> [Your objective]
Every line of the listing that contains the word "crates" is to be copied out.

+--

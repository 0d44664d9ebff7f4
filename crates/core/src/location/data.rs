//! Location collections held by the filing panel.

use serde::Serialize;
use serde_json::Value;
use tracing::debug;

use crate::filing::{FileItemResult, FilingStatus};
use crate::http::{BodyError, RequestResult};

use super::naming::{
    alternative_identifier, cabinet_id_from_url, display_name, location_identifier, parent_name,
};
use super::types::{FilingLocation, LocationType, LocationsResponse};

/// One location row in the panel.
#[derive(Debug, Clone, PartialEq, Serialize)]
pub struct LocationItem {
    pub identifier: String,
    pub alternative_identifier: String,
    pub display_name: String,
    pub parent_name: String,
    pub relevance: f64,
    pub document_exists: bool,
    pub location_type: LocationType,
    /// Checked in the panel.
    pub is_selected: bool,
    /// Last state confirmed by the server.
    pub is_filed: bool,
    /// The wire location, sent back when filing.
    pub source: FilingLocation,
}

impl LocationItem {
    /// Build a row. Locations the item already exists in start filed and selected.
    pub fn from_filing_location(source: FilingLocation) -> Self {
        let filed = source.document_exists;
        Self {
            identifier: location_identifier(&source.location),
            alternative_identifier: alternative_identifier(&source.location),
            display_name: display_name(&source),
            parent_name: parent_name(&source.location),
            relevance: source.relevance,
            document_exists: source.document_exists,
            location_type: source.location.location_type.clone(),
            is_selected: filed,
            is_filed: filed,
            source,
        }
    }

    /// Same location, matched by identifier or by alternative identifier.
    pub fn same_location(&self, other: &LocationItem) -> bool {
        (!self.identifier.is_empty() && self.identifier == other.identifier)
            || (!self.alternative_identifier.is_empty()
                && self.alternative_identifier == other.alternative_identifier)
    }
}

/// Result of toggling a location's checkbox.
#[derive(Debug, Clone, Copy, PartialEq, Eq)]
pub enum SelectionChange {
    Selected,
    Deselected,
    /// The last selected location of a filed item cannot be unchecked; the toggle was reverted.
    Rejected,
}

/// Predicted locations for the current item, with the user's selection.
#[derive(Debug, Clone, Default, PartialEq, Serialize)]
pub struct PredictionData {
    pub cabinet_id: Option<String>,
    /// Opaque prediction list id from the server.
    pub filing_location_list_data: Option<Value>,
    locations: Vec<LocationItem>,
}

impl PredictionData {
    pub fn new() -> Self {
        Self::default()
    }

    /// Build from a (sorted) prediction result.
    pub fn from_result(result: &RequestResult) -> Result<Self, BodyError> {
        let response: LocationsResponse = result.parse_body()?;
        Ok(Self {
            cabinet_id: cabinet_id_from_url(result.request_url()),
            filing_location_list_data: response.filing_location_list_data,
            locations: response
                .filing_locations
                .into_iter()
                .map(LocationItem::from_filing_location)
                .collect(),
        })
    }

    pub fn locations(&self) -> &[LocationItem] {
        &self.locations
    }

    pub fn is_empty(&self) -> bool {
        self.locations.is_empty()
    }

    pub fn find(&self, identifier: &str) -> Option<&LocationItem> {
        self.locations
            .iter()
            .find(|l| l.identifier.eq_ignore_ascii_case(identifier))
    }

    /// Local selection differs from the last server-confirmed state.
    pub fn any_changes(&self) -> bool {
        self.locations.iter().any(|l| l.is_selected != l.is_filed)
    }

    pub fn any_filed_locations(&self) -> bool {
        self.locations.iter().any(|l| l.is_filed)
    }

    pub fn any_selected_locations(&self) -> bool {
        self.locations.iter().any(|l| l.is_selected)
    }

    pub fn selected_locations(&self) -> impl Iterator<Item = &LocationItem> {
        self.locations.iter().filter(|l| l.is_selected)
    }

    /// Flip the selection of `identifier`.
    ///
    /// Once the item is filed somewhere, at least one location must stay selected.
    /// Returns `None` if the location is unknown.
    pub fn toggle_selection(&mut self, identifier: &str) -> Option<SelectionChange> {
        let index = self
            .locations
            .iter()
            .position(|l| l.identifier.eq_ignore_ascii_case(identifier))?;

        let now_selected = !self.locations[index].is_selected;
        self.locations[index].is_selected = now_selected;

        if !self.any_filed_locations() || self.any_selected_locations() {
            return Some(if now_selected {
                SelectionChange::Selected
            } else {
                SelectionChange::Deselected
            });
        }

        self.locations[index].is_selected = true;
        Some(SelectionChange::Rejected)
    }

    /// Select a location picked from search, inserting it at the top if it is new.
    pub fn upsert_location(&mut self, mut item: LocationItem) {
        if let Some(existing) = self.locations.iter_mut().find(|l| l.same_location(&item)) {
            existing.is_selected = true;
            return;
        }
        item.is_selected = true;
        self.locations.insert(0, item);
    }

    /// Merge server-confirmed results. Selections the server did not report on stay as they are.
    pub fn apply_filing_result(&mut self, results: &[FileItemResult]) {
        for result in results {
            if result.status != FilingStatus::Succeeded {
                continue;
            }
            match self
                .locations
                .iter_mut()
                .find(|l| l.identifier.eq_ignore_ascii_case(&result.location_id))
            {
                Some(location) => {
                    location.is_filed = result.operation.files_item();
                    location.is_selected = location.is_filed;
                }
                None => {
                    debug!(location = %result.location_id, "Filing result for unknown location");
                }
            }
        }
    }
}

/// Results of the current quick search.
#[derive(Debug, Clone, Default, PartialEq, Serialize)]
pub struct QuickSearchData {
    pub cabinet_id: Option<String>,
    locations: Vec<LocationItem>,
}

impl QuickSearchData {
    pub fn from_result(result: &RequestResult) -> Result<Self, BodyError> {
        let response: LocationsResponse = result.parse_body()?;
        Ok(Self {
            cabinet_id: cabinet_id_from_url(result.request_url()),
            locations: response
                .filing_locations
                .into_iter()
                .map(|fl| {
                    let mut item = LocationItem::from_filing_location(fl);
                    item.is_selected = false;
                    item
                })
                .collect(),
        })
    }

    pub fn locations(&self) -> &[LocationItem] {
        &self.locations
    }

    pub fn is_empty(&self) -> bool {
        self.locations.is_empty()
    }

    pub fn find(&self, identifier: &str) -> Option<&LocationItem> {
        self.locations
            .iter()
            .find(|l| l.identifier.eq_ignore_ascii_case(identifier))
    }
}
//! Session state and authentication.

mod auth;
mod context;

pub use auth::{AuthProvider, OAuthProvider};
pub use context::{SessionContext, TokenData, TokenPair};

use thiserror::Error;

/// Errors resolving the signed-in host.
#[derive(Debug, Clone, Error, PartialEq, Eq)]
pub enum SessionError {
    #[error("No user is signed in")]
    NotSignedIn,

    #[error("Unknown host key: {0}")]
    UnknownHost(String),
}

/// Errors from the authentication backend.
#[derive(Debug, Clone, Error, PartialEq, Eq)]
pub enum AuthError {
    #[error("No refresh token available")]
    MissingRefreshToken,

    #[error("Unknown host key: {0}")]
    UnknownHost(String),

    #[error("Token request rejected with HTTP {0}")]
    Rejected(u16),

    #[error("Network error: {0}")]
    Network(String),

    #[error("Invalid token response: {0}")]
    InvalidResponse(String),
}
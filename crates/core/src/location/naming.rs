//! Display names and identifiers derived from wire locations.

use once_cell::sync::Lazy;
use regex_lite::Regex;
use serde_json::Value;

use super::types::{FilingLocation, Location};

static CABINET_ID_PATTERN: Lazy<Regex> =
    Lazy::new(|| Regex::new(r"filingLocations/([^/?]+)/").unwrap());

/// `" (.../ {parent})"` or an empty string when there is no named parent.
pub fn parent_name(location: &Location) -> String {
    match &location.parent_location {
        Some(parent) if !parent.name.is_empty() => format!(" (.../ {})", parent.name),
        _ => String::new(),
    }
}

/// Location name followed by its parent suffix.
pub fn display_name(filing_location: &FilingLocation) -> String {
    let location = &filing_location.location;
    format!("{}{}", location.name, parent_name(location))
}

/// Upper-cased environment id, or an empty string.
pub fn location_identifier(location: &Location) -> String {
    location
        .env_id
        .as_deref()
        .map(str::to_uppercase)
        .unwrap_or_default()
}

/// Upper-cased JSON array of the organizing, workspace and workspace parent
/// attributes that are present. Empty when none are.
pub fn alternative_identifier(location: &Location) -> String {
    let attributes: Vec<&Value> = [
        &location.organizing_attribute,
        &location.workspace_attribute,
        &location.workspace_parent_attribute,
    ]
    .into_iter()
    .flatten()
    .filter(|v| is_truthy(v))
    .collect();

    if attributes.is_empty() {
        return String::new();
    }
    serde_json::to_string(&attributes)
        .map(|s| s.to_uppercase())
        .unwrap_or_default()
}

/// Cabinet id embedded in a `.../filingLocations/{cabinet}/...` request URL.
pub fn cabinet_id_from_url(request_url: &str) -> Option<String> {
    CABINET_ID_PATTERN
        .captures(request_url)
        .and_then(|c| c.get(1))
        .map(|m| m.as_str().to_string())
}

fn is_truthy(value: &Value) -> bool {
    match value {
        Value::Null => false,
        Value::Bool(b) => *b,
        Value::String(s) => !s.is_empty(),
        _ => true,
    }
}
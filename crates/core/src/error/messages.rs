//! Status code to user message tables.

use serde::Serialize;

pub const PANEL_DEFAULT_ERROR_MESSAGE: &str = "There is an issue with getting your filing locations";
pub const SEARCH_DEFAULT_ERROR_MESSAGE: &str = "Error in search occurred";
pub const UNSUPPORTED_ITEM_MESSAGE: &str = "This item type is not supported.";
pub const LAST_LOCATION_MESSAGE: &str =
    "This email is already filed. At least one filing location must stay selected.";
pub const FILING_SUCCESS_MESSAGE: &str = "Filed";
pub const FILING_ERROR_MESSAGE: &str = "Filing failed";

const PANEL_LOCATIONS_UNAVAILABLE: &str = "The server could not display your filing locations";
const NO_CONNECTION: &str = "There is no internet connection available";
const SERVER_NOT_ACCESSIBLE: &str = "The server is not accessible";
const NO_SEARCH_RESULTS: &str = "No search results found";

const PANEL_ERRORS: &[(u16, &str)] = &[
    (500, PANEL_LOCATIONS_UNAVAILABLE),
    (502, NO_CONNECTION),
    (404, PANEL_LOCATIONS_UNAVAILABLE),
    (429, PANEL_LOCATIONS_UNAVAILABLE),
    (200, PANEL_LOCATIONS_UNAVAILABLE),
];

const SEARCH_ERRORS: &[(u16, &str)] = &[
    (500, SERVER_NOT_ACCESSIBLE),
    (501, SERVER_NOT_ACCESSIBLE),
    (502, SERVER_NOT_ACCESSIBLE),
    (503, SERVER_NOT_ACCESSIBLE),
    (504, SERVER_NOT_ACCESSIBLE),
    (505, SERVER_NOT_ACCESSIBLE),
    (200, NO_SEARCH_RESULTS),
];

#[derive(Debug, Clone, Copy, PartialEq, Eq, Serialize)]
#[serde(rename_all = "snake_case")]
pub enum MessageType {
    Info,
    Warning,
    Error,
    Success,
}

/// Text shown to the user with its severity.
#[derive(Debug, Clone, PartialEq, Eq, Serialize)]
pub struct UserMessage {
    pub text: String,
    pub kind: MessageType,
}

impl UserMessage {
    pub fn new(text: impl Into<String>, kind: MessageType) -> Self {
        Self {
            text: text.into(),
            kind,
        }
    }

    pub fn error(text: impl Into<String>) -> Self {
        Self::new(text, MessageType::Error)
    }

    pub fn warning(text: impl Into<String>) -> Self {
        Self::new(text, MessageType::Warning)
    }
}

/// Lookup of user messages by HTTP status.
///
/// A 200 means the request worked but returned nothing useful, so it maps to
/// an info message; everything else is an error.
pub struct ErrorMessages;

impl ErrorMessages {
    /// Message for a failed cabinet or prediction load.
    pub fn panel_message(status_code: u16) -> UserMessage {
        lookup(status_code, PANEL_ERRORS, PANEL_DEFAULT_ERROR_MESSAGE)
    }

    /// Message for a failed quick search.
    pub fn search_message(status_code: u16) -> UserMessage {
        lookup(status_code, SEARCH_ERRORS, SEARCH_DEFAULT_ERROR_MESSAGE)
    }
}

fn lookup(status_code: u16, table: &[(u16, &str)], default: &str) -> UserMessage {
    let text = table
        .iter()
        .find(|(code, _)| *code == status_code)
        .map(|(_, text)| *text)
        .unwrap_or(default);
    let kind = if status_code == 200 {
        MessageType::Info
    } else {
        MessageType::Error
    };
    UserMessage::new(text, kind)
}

+--

> [Answer to this exercise]
filename crates/core/src/location/data.rs
filename crates/core/src/location/naming.rs
filename crates/core/src/error/messages.rs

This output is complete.